*** Opening MATERIAL TO PROCESS ***
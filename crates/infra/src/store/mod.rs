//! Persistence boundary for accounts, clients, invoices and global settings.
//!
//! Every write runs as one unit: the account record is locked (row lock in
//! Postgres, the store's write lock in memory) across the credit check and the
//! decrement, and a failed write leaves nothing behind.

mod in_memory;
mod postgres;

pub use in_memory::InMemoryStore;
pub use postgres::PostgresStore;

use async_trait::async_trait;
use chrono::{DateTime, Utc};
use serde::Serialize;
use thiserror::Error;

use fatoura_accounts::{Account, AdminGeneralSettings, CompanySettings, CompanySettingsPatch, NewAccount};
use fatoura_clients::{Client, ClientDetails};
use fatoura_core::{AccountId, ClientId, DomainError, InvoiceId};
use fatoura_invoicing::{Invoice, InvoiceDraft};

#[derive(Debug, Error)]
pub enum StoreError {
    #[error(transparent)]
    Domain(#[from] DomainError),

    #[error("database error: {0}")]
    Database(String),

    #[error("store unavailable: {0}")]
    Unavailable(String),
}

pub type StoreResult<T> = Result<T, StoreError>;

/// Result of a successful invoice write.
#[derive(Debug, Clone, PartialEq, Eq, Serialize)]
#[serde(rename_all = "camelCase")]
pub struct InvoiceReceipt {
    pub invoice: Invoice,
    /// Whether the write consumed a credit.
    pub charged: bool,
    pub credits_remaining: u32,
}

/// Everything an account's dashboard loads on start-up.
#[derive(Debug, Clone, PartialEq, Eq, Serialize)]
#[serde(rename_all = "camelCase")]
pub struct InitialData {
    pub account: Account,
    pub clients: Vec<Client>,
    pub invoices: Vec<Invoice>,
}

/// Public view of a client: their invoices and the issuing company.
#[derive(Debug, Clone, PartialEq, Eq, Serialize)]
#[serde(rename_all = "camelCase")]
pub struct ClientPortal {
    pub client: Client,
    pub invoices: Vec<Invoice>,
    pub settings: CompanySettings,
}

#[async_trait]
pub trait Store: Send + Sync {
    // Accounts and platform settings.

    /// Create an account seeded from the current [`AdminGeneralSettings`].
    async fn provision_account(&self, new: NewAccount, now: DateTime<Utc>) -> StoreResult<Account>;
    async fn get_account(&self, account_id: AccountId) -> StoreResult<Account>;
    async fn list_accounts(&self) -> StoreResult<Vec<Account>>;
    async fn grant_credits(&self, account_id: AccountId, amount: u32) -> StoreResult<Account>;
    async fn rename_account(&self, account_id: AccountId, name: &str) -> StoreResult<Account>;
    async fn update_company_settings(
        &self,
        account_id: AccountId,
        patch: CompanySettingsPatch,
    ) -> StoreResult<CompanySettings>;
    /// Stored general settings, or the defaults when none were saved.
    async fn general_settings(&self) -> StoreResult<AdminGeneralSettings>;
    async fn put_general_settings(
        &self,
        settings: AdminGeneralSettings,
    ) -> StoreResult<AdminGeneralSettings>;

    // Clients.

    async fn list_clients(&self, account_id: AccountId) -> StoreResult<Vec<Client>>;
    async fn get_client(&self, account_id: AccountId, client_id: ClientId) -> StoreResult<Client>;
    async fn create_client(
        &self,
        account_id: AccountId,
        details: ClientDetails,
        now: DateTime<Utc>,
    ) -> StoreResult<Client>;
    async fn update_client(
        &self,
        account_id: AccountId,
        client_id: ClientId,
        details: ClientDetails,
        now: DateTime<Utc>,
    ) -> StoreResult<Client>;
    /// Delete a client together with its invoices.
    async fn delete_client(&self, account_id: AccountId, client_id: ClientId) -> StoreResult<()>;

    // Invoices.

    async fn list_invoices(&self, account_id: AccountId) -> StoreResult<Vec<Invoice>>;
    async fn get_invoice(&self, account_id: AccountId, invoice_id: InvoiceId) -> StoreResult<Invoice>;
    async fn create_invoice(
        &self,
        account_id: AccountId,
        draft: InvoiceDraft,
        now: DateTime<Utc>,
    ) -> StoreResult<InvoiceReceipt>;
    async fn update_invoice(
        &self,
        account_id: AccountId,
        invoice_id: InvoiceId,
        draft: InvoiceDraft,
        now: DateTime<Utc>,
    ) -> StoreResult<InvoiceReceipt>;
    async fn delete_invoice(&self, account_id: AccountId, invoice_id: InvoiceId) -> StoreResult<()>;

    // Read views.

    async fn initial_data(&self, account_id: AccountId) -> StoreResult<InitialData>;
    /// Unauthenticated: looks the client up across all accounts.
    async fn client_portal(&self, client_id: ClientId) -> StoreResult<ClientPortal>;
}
*** Closing MATERIAL TO PROCESS ***
# [DIRECTIONS FOR THIS TASK]
Scan the entries above and return each line that holds "InvoiceId".

# [YOUR SOLUTION]
use fatoura_core::{AccountId, ClientId, DomainError, InvoiceId};
    async fn get_invoice(&self, account_id: AccountId, invoice_id: InvoiceId) -> StoreResult<Invoice>;
        invoice_id: InvoiceId,
    async fn delete_invoice(&self, account_id: AccountId, invoice_id: InvoiceId) -> StoreResult<()>;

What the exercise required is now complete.